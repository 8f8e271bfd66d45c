//! Data structures for catalog sync operations.

use serde::{Deserialize, Deserializer, Serialize};
use serde_json::{Map, Value};
use std::fmt;
use std::path::PathBuf;
use std::time::Duration;

/// Deserializes a field that is present, keeping an explicit `null` instead of collapsing it to `None`.
///
/// Paired with `default` and `skip_serializing_if = "Option::is_none"`, this
/// writes back absent fields as absent and `null` fields as `null`.
fn present<'de, D, T>(deserializer: D) -> Result<Option<T>, D::Error>
where
    D: Deserializer<'de>,
    T: Deserialize<'de>,
{
    T::deserialize(deserializer).map(Some)
}

/// Revision information reported alongside the stage listing.
#[derive(Serialize, Deserialize, Debug, Clone, Default, PartialEq)]
pub struct GitInfo {
    /// Commit hash of the catalog content, when the server knows it.
    #[serde(default, deserialize_with = "present", skip_serializing_if = "Option::is_none")]
    pub git_hash: Option<Option<String>>,
    #[serde(flatten)]
    pub extra: Map<String, Value>,
}

/// A stage as listed by `GET /stages`.
#[derive(Serialize, Deserialize, Debug, Clone, PartialEq)]
pub struct Stage {
    pub name: String,
    /// Opaque change marker. Only compared for equality.
    #[serde(default, deserialize_with = "present", skip_serializing_if = "Option::is_none")]
    pub last_updated: Option<Value>,
    #[serde(flatten)]
    pub extra: Map<String, Value>,
}

impl Stage {
    /// The change marker, with an explicit `null` treated like an absent one.
    pub fn marker(&self) -> Option<&Value> {
        self.last_updated.as_ref().filter(|v| !v.is_null())
    }
}

/// One point-in-time catalog listing.
///
/// Persisted verbatim as `stages.json` in the mirror root and compared
/// against the next listing to decide what needs refreshing.
#[derive(Serialize, Deserialize, Debug, Clone, Default, PartialEq)]
pub struct StagesSnapshot {
    #[serde(
        rename = "gitInfo",
        default,
        deserialize_with = "present",
        skip_serializing_if = "Option::is_none"
    )]
    pub git_info: Option<Option<GitInfo>>,
    pub stages: Vec<Stage>,
    #[serde(flatten)]
    pub extra: Map<String, Value>,
}

impl StagesSnapshot {
    /// The revision hash, if present and non-empty.
    pub fn git_hash(&self) -> Option<&str> {
        self.git_info
            .as_ref()
            .and_then(Option::as_ref)
            .and_then(|info| info.git_hash.as_ref())
            .and_then(Option::as_deref)
            .filter(|hash| !hash.is_empty())
    }

    pub fn stage(&self, name: &str) -> Option<&Stage> {
        self.stages.iter().find(|s| s.name == name)
    }
}

/// A testcase as listed by `GET /stages/{stage}/testcases`.
///
/// Fields beyond the ones we act on are kept so `testcase_info.json`
/// carries the full record.
#[derive(Serialize, Deserialize, Debug, Clone, PartialEq)]
pub struct Testcase {
    pub name: String,
    #[serde(default, deserialize_with = "present", skip_serializing_if = "Option::is_none")]
    pub source_path: Option<Option<String>>,
    #[serde(default, deserialize_with = "present", skip_serializing_if = "Option::is_none")]
    pub input_path: Option<Option<String>>,
    #[serde(default, deserialize_with = "present", skip_serializing_if = "Option::is_none")]
    pub output_path: Option<Option<String>>,
    #[serde(flatten)]
    pub extra: Map<String, Value>,
}

impl Testcase {
    /// Remote path stored under `key`, ignoring absent and empty values.
    pub fn remote_path(&self, key: PathKey) -> Option<&str> {
        let path = match key {
            PathKey::Source => &self.source_path,
            PathKey::Input => &self.input_path,
            PathKey::Output => &self.output_path,
        };
        path.as_ref()
            .and_then(Option::as_deref)
            .filter(|p| !p.is_empty())
    }
}

/// Which of the three testcase files a download job refers to.
#[derive(Debug, Clone, Copy, PartialEq, Eq, Hash)]
pub enum PathKey {
    Source,
    Input,
    Output,
}

impl PathKey {
    /// Enqueue order for a testcase's files.
    pub const ALL: [PathKey; 3] = [PathKey::Source, PathKey::Input, PathKey::Output];

    pub fn as_str(self) -> &'static str {
        match self {
            PathKey::Source => "source_path",
            PathKey::Input => "input_path",
            PathKey::Output => "output_path",
        }
    }
}

impl fmt::Display for PathKey {
    fn fmt(&self, f: &mut fmt::Formatter<'_>) -> fmt::Result {
        f.write_str(self.as_str())
    }
}

/// A single file fetch scheduled for this run.
#[derive(Debug, Clone, PartialEq, Eq)]
pub struct DownloadJob {
    pub stage_name: String,
    pub testcase_name: String,
    pub path_key: PathKey,
    pub remote_file_path: String,
}

impl DownloadJob {
    /// Builds one job per populated path key of `testcase`.
    pub fn for_testcase(stage_name: &str, testcase: &Testcase) -> Vec<DownloadJob> {
        PathKey::ALL
            .iter()
            .filter_map(|&key| {
                testcase.remote_path(key).map(|path| DownloadJob {
                    stage_name: stage_name.to_string(),
                    testcase_name: testcase.name.clone(),
                    path_key: key,
                    remote_file_path: path.to_string(),
                })
            })
            .collect()
    }
}

/// Configuration for a sync run.
///
/// # Example
///
/// ```
/// use stagesync::SyncConfig;
/// use std::time::Duration;
///
/// let config = SyncConfig {
///     base_url: "http://localhost:8080/api".to_string(),
///     mirror_root: "@official".into(),
///     max_concurrent_downloads: 4,
///     request_timeout: Duration::from_secs(10),
///     force_full_sync: false,
/// };
/// ```
#[derive(Debug, Clone)]
pub struct SyncConfig {
    /// Base URL of the catalog API, without trailing slash (e.g., `<http://host/api>`)
    pub base_url: String,
    /// Directory the mirror is written to.
    pub mirror_root: PathBuf,
    /// Upper bound on in-flight file downloads (default: 10).
    pub max_concurrent_downloads: usize,
    /// Per-request timeout applied by the HTTP client (default: 30s).
    pub request_timeout: Duration,
    /// Ignore the stored snapshot and refresh every stage (default: false).
    pub force_full_sync: bool,
}

/// Built-in cap on concurrent downloads.
pub const DEFAULT_MAX_CONCURRENT_DOWNLOADS: usize = 10;

impl Default for SyncConfig {
    fn default() -> Self {
        Self {
            base_url: "http://rcomp-cases.wxzheng.pro/api".to_string(),
            mirror_root: PathBuf::from("@official"),
            max_concurrent_downloads: DEFAULT_MAX_CONCURRENT_DOWNLOADS,
            request_timeout: Duration::from_secs(30),
            force_full_sync: false,
        }
    }
}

********

→ Task to carry out
When you output the entries, keep every line exactly as it appears above.

→ Solution to this task
repository 8f8e271bfd66d45c
//! Data structures for catalog sync operations.

use serde::{Deserialize, Deserializer, Serialize};
use serde_json::{Map, Value};
use std::fmt;
use std::path::PathBuf;
use std::time::Duration;

/// Deserializes a field that is present, keeping an explicit `null` instead of collapsing it to `None`.
///
/// Paired with `default` and `skip_serializing_if = "Option::is_none"`, this
/// writes back absent fields as absent and `null` fields as `null`.
fn present<'de, D, T>(deserializer: D) -> Result<Option<T>, D::Error>
where
    D: Deserializer<'de>,
    T: Deserialize<'de>,
{
    T::deserialize(deserializer).map(Some)
}

/// Revision information reported alongside the stage listing.
#[derive(Serialize, Deserialize, Debug, Clone, Default, PartialEq)]
pub struct GitInfo {
    /// Commit hash of the catalog content, when the server knows it.
    #[serde(default, deserialize_with = "present", skip_serializing_if = "Option::is_none")]
    pub git_hash: Option<Option<String>>,
    #[serde(flatten)]
    pub extra: Map<String, Value>,
}

/// A stage as listed by `GET /stages`.
#[derive(Serialize, Deserialize, Debug, Clone, PartialEq)]
pub struct Stage {
    pub name: String,
    /// Opaque change marker. Only compared for equality.
    #[serde(default, deserialize_with = "present", skip_serializing_if = "Option::is_none")]
    pub last_updated: Option<Value>,
    #[serde(flatten)]
    pub extra: Map<String, Value>,
}

impl Stage {
    /// The change marker, with an explicit `null` treated like an absent one.
    pub fn marker(&self) -> Option<&Value> {
        self.last_updated.as_ref().filter(|v| !v.is_null())
    }
}

/// One point-in-time catalog listing.
///
/// Persisted verbatim as `stages.json` in the mirror root and compared
/// against the next listing to decide what needs refreshing.
#[derive(Serialize, Deserialize, Debug, Clone, Default, PartialEq)]
pub struct StagesSnapshot {
    #[serde(
        rename = "gitInfo",
        default,
        deserialize_with = "present",
        skip_serializing_if = "Option::is_none"
    )]
    pub git_info: Option<Option<GitInfo>>,
    pub stages: Vec<Stage>,
    #[serde(flatten)]
    pub extra: Map<String, Value>,
}

impl StagesSnapshot {
    /// The revision hash, if present and non-empty.
    pub fn git_hash(&self) -> Option<&str> {
        self.git_info
            .as_ref()
            .and_then(Option::as_ref)
            .and_then(|info| info.git_hash.as_ref())
            .and_then(Option::as_deref)
            .filter(|hash| !hash.is_empty())
    }

    pub fn stage(&self, name: &str) -> Option<&Stage> {
        self.stages.iter().find(|s| s.name == name)
    }
}

/// A testcase as listed by `GET /stages/{stage}/testcases`.
///
/// Fields beyond the ones we act on are kept so `testcase_info.json`
/// carries the full record.
#[derive(Serialize, Deserialize, Debug, Clone, PartialEq)]
pub struct Testcase {
    pub name: String,
    #[serde(default, deserialize_with = "present", skip_serializing_if = "Option::is_none")]
    pub source_path: Option<Option<String>>,
    #[serde(default, deserialize_with = "present", skip_serializing_if = "Option::is_none")]
    pub input_path: Option<Option<String>>,
    #[serde(default, deserialize_with = "present", skip_serializing_if = "Option::is_none")]
    pub output_path: Option<Option<String>>,
    #[serde(flatten)]
    pub extra: Map<String, Value>,
}

impl Testcase {
    /// Remote path stored under `key`, ignoring absent and empty values.
    pub fn remote_path(&self, key: PathKey) -> Option<&str> {
        let path = match key {
            PathKey::Source => &self.source_path,
            PathKey::Input => &self.input_path,
            PathKey::Output => &self.output_path,
        };
        path.as_ref()
            .and_then(Option::as_deref)
            .filter(|p| !p.is_empty())
    }
}

/// Which of the three testcase files a download job refers to.
#[derive(Debug, Clone, Copy, PartialEq, Eq, Hash)]
pub enum PathKey {
    Source,
    Input,
    Output,
}

impl PathKey {
    /// Enqueue order for a testcase's files.
    pub const ALL: [PathKey; 3] = [PathKey::Source, PathKey::Input, PathKey::Output];

    pub fn as_str(self) -> &'static str {
        match self {
            PathKey::Source => "source_path",
            PathKey::Input => "input_path",
            PathKey::Output => "output_path",
        }
    }
}

impl fmt::Display for PathKey {
    fn fmt(&self, f: &mut fmt::Formatter<'_>) -> fmt::Result {
        f.write_str(self.as_str())
    }
}

/// A single file fetch scheduled for this run.
#[derive(Debug, Clone, PartialEq, Eq)]
pub struct DownloadJob {
    pub stage_name: String,
    pub testcase_name: String,
    pub path_key: PathKey,
    pub remote_file_path: String,
}

impl DownloadJob {
    /// Builds one job per populated path key of `testcase`.
    pub fn for_testcase(stage_name: &str, testcase: &Testcase) -> Vec<DownloadJob> {
        PathKey::ALL
            .iter()
            .filter_map(|&key| {
                testcase.remote_path(key).map(|path| DownloadJob {
                    stage_name: stage_name.to_string(),
                    testcase_name: testcase.name.clone(),
                    path_key: key,
                    remote_file_path: path.to_string(),
                })
            })
            .collect()
    }
}

/// Configuration for a sync run.
///
/// # Example
///
/// ```
/// use stagesync::SyncConfig;
/// use std::time::Duration;
///
/// let config = SyncConfig {
///     base_url: "http://localhost:8080/api".to_string(),
///     mirror_root: "@official".into(),
///     max_concurrent_downloads: 4,
///     request_timeout: Duration::from_secs(10),
///     force_full_sync: false,
/// };
/// ```
#[derive(Debug, Clone)]
pub struct SyncConfig {
    /// Base URL of the catalog API, without trailing slash (e.g., `<http://host/api>`)
    pub base_url: String,
    /// Directory the mirror is written to.
    pub mirror_root: PathBuf,
    /// Upper bound on in-flight file downloads (default: 10).
    pub max_concurrent_downloads: usize,
    /// Per-request timeout applied by the HTTP client (default: 30s).
    pub request_timeout: Duration,
    /// Ignore the stored snapshot and refresh every stage (default: false).
    pub force_full_sync: bool,
}

/// Built-in cap on concurrent downloads.
pub const DEFAULT_MAX_CONCURRENT_DOWNLOADS: usize = 10;

impl Default for SyncConfig {
    fn default() -> Self {
        Self {
            base_url: "http://rcomp-cases.wxzheng.pro/api".to_string(),
            mirror_root: PathBuf::from("@official"),
            max_concurrent_downloads: DEFAULT_MAX_CONCURRENT_DOWNLOADS,
            request_timeout: Duration::from_secs(30),
            force_full_sync: false,
        }
    }
}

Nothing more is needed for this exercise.